Brig o' Balgownie, black's your wa' (or, though wight be your wa'),
wi' a wife's ae son. and a meer's ae foal,
Down ye shall fa' !

In 1605 Sir Alexander Hay left lands of a yearly value of £2, 8s. 5½d. to keep the Auld Brig in repair: its accumulated funds amounted (1872) to £23,153, though out of those funds in 1825 was built the new Bridge of Don, 502 yards lower down, for £17,100. With five semicircular arches, each about 86 feet in span, this last is 26½ feet wide and 41 high.

The Aberdeen railway, amalgamated (1866) with the Caledonian, was opened for traffic up to Guild Street terminus in 1848: and the Great North of Scotland was opened from Huntly to Kittybrewster in 1854, and thence extended, two years afterwards, to Waterloo terminus.
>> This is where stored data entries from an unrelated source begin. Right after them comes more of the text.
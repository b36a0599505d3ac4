//! Core downloader implementation split into focused submodules.
//!
//! The `TrackDownloader` struct and its methods are organized by concern:
//! - [`queue`] - Submission, dedup gate and status polling
//! - [`workers`] - The fixed worker pool draining the job queue
//! - [`job_task`] - The per-job pipeline (check, acquire, tag, publish, record)
//! - [`lifecycle`] - Startup and shutdown coordination

mod job_task;
mod lifecycle;
mod queue;
mod workers;

// unwrap/expect are acceptable in tests for concise failure-on-error assertions
#[allow(clippy::unwrap_used, clippy::expect_used)]
#[cfg(test)]
pub(crate) mod test_helpers;
#[allow(clippy::unwrap_used, clippy::expect_used)]
#[cfg(test)]
mod tests;

use crate::acquire::{self, AudioAcquirer};
use crate::config::Config;
use crate::db::{Database, DownloadStore};
use crate::error::{Error, Result};
use crate::publisher::Publisher;
use crate::registry::ActiveJobRegistry;
use crate::tagging::{LoftyTagger, MetadataTagger};
use crate::types::{DownloadJob, Event};
use std::sync::Arc;
use std::sync::atomic::AtomicBool;
use tokio::sync::{Mutex, broadcast, mpsc};
use tokio::task::JoinHandle;
use tokio_util::sync::CancellationToken;

/// Capacity of the event broadcast channel
const EVENT_CHANNEL_CAPACITY: usize = 1000;

/// Job queue state
#[derive(Clone)]
pub(crate) struct QueueState {
    /// Producer side of the FIFO job queue (unbounded; the registry enforces any bound)
    pub(crate) tx: mpsc::UnboundedSender<DownloadJob>,
    /// Consumer side, shared by all workers
    pub(crate) rx: Arc<Mutex<mpsc::UnboundedReceiver<DownloadJob>>>,
    /// Flag to indicate whether new submissions are accepted (set to false during shutdown)
    pub(crate) accepting_new: Arc<AtomicBool>,
}

/// Pipeline collaborators a worker runs each job through
#[derive(Clone)]
pub(crate) struct ProcessingPipeline {
    pub(crate) acquirer: Arc<dyn AudioAcquirer>,
    pub(crate) tagger: Arc<dyn MetadataTagger>,
    pub(crate) publisher: Publisher,
}

/// Worker pool bookkeeping
#[derive(Clone)]
pub(crate) struct WorkerPool {
    /// Wakes idle workers on shutdown; never interrupts a job in progress
    pub(crate) cancel: CancellationToken,
    pub(crate) handles: Arc<Mutex<Vec<JoinHandle<()>>>>,
    pub(crate) started: Arc<AtomicBool>,
}

/// Main downloader instance (cloneable - all fields are Arc-wrapped)
///
/// Owns the active job registry, the job queue and the worker pool. The
/// REST API and any status broadcaster share one instance through clones.
#[derive(Clone)]
pub struct TrackDownloader {
    /// Persistence gateway used for the idempotency check and completion records
    pub(crate) store: Arc<dyn DownloadStore>,
    /// Queued and in-flight jobs
    pub(crate) registry: ActiveJobRegistry,
    /// Event broadcast channel sender (multiple subscribers supported)
    pub(crate) event_tx: broadcast::Sender<Event>,
    /// Configuration (wrapped in Arc for sharing across tasks)
    pub(crate) config: Arc<Config>,
    pub(crate) queue_state: QueueState,
    pub(crate) processing: ProcessingPipeline,
    pub(crate) workers: WorkerPool,
}

impl TrackDownloader {
    /// Create a new TrackDownloader instance
    ///
    /// This initializes all core components:
    /// - Validates the configuration
    /// - Creates the download and temp directories
    /// - Opens/creates the SQLite database and runs migrations
    /// - Picks the audio acquirer (`yt-dlp` if available)
    ///
    /// Workers are not running until [`start`](Self::start) is called.
    pub async fn new(config: Config) -> Result<Self> {
        config.validate()?;

        for (dir, what) in [
            (config.download_dir(), "download"),
            (config.temp_dir(), "temp"),
        ] {
            tokio::fs::create_dir_all(dir).await.map_err(|e| {
                Error::Io(std::io::Error::new(
                    e.kind(),
                    format!(
                        "Failed to create {} directory '{}': {}",
                        what,
                        dir.display(),
                        e
                    ),
                ))
            })?;
        }

        let db = Database::new(&config.persistence.database_path).await?;
        let acquirer = acquire::acquirer_from_config(&config.tools);
        let tagger = Arc::new(LoftyTagger::new(config.cover_art.clone()));

        Self::with_components(config, Arc::new(db), acquirer, tagger)
    }

    /// Assemble a downloader from explicit collaborators
    ///
    /// Use this to plug in another persistence gateway, acquirer or tagger.
    /// Directories are not created here; the acquirer and publisher create
    /// what they need.
    pub fn with_components(
        config: Config,
        store: Arc<dyn DownloadStore>,
        acquirer: Arc<dyn AudioAcquirer>,
        tagger: Arc<dyn MetadataTagger>,
    ) -> Result<Self> {
        config.validate()?;

        let (event_tx, _rx) = broadcast::channel(EVENT_CHANNEL_CAPACITY);
        let (tx, rx) = mpsc::unbounded_channel();

        tracing::info!(
            acquirer = acquirer.name(),
            workers = config.download.max_concurrent_downloads,
            max_queued_jobs = ?config.download.max_queued_jobs,
            "Downloader initialized"
        );

        let publisher = Publisher::new(config.download_dir().clone());

        Ok(Self {
            store,
            registry: ActiveJobRegistry::new(),
            event_tx,
            config: Arc::new(config),
            queue_state: QueueState {
                tx,
                rx: Arc::new(Mutex::new(rx)),
                accepting_new: Arc::new(AtomicBool::new(true)),
            },
            processing: ProcessingPipeline {
                acquirer,
                tagger,
                publisher,
            },
            workers: WorkerPool {
                cancel: CancellationToken::new(),
                handles: Arc::new(Mutex::new(Vec::new())),
                started: Arc::new(AtomicBool::new(false)),
            },
        })
    }

    /// Subscribe to download events
    ///
    /// Multiple subscribers are supported. Each subscriber receives all events independently.
    /// Events are buffered, but if a subscriber falls behind by more than 1000 events,
    /// it will receive a `RecvError::Lagged` error.
    ///
    /// # Examples
    ///
    /// ```no_run
    /// use trackfetch::{Config, TrackDownloader};
    ///
    /// #[tokio::main]
    /// async fn main() -> Result<(), Box<dyn std::error::Error>> {
    ///     let downloader = TrackDownloader::new(Config::default()).await?;
    ///
    ///     let mut events = downloader.subscribe();
    ///     tokio::spawn(async move {
    ///         while let Ok(event) = events.recv().await {
    ///             tracing::info!(?event, "download event");
    ///         }
    ///     });
    ///
    ///     Ok(())
    /// }
    /// ```
    pub fn subscribe(&self) -> broadcast::Receiver<Event> {
        self.event_tx.subscribe()
    }

    /// Get the current configuration
    pub fn get_config(&self) -> Arc<Config> {
        Arc::clone(&self.config)
    }

    /// The persistence gateway this downloader records into
    pub fn store(&self) -> &Arc<dyn DownloadStore> {
        &self.store
    }

    /// The registry of queued and in-flight jobs
    pub fn registry(&self) -> &ActiveJobRegistry {
        &self.registry
    }

    /// Emit an event to all subscribers
    ///
    /// If there are no active subscribers, the event is silently dropped.
    pub(crate) fn emit_event(&self, event: Event) {
        self.event_tx.send(event).ok();
    }

    /// Spawn the REST API server in a background task
    ///
    /// The server listens on the configured bind address (default: 127.0.0.1:8000).
    pub fn spawn_api_server(&self) -> JoinHandle<Result<()>> {
        let downloader = Arc::new(self.clone());
        let config = self.config.clone();

        tokio::spawn(async move { crate::api::start_api_server(downloader, config).await })
    }
}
The break-700 yards of crowded quays- between these termini had proved a great hindrance to intercommunication, when, in 1864, the two companies were empowered to construct the Denburn Valley line, on a capital of £190,000, of which the Great North of Scotland subscribed £125,000. The junction railway runs 1¾ mile north-north-westward from Guild Street to Kittybrewster, being carried beneath Union Bridge, and through two short tunnels under Woolman Hill and Maberley Street: and the Great North Company abandoned their Waterloo branch, except for goods traffic, on the opening (1867) of the new Joint Guild Street station, which, over 500 feet long by 100 wide, is one of the finest stations in Scotland, its lofty iron-girder roof being modelled after that of Victoria station, Pimlico.-Street tramways, 2 miles, 54 chains long, on the line of Union, King, St Nicholas, and George Streets, were opened in 1874, and extended to Mannofield in 1880, their aggregate cost of construction being £18,791, whilst, in the year ending June 1879, the passengers numbered 957,115, and the receipts amounted to £5080, the expenditure to £3959.
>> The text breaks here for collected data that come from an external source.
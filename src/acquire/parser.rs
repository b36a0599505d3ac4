//! Parser for yt-dlp command output

use crate::types::TrackMetadata;
use serde::Deserialize;

/// Fields of a yt-dlp info JSON line that map to track metadata
#[derive(Debug, Default, Deserialize)]
struct InfoJson {
    #[serde(default)]
    artist: Option<String>,
    #[serde(default)]
    creator: Option<String>,
    #[serde(default)]
    track: Option<String>,
    #[serde(default)]
    title: Option<String>,
    #[serde(default)]
    album: Option<String>,
}

fn non_empty(value: Option<String>) -> Option<String> {
    value
        .map(|v| v.trim().to_string())
        .filter(|v| !v.is_empty())
}

/// Extract metadata from `--dump-json` output
///
/// yt-dlp prints one JSON object per processed entry; the last one is the
/// entry that was downloaded. Returns `None` when no line parses, which is
/// what an empty search result looks like.
pub(crate) fn parse_info_json(stdout: &[u8]) -> Option<TrackMetadata> {
    // Invalid bytes in progress lines or titles must not hide the metadata
    let output = String::from_utf8_lossy(stdout);

    let info = output
        .lines()
        .rev()
        .map(str::trim)
        .filter(|line| line.starts_with('{'))
        .find_map(|line| serde_json::from_str::<InfoJson>(line).ok())?;

    Some(TrackMetadata {
        artist: non_empty(info.artist).or_else(|| non_empty(info.creator)),
        title: non_empty(info.track).or_else(|| non_empty(info.title)),
        album: non_empty(info.album),
    })
}

/// Best one-line description of why yt-dlp failed
///
/// Prefers the last `ERROR:` line, falling back to the last non-empty line.
pub(crate) fn error_summary(stderr: &[u8]) -> String {
    let output = String::from_utf8_lossy(stderr);
    let mut lines = output.lines().map(str::trim).filter(|l| !l.is_empty());

    let last_error = output
        .lines()
        .map(str::trim)
        .filter(|l| l.starts_with("ERROR:"))
        .next_back();

    match last_error.or_else(|| lines.next_back()) {
        Some(line) => line.trim_start_matches("ERROR:").trim().to_string(),
        None => "no error output".to_string(),
    }
}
From a cistern, formed about 1766 at the head of Broad Street, and fed by the Fountainhall and other streams, 187,200 gallons of water were daily obtained: but this supply proving insufficient, the police commissioners resolved in 1830 to supplement it from the Dee. A pump-house was accordingly erected near the N end of the Bridge of Dee: but its two engines, each of 50 horse-power, could daily raise through a 15-inch main no more than 1,000,000 gallons to a granite reservoir at the W end of Union Street, which, with storage capacity of 94,728 gallons, stood 40 feet higher than the street itself, and 130 higher than the pumpingstation. This fresh supply, too, proving quite inadequate, the commissioners next resolved, in 1862, to supersede pumping by gravitation, and to that end procured powers to abstract between 2,500,000 and 6,000,000 gallons daily from the Dee at Cairnton, 23 miles up the river, and 224 feet above the level of the sea. Similar to those of Glasgow, and rivalled in Scotland by them alone, the new Aberdeen waterworks we planned by the late James Simpson, C.E., of London. An aqueduct from Cairnton intake passes, by tunnel, through half a mile of rock, and thence goes half a mile further to Invercanny reservoir, in which 10,000,000 gallons can be stored, and from which the main aqueduct, 18 miles long, leads to the reservoir at Brae of Pitfodels. This, 1½ mile WSW of Union Place, and 162 feet above sea-level, can hold 6,000,000 gallons: and a high-service reservoir on Hillhead of Pitfodels (420 feet) contains about 500,000 more. Commenced in the spring of 1864, the waterworks were opened by the Queen on Oct. 16,1866: their cost, which was estimated at £103,999, had reached £161,524 in 1872. During the three months April to June 1880, the daily water consumption was 4,378,780 gallons, 4,144,000 being from the low-service, and 234,780 from the high-service reservoir: while, for the twelvemonth ending with the September following, the water account showed an income of £13,023, and an outlay of £11,426.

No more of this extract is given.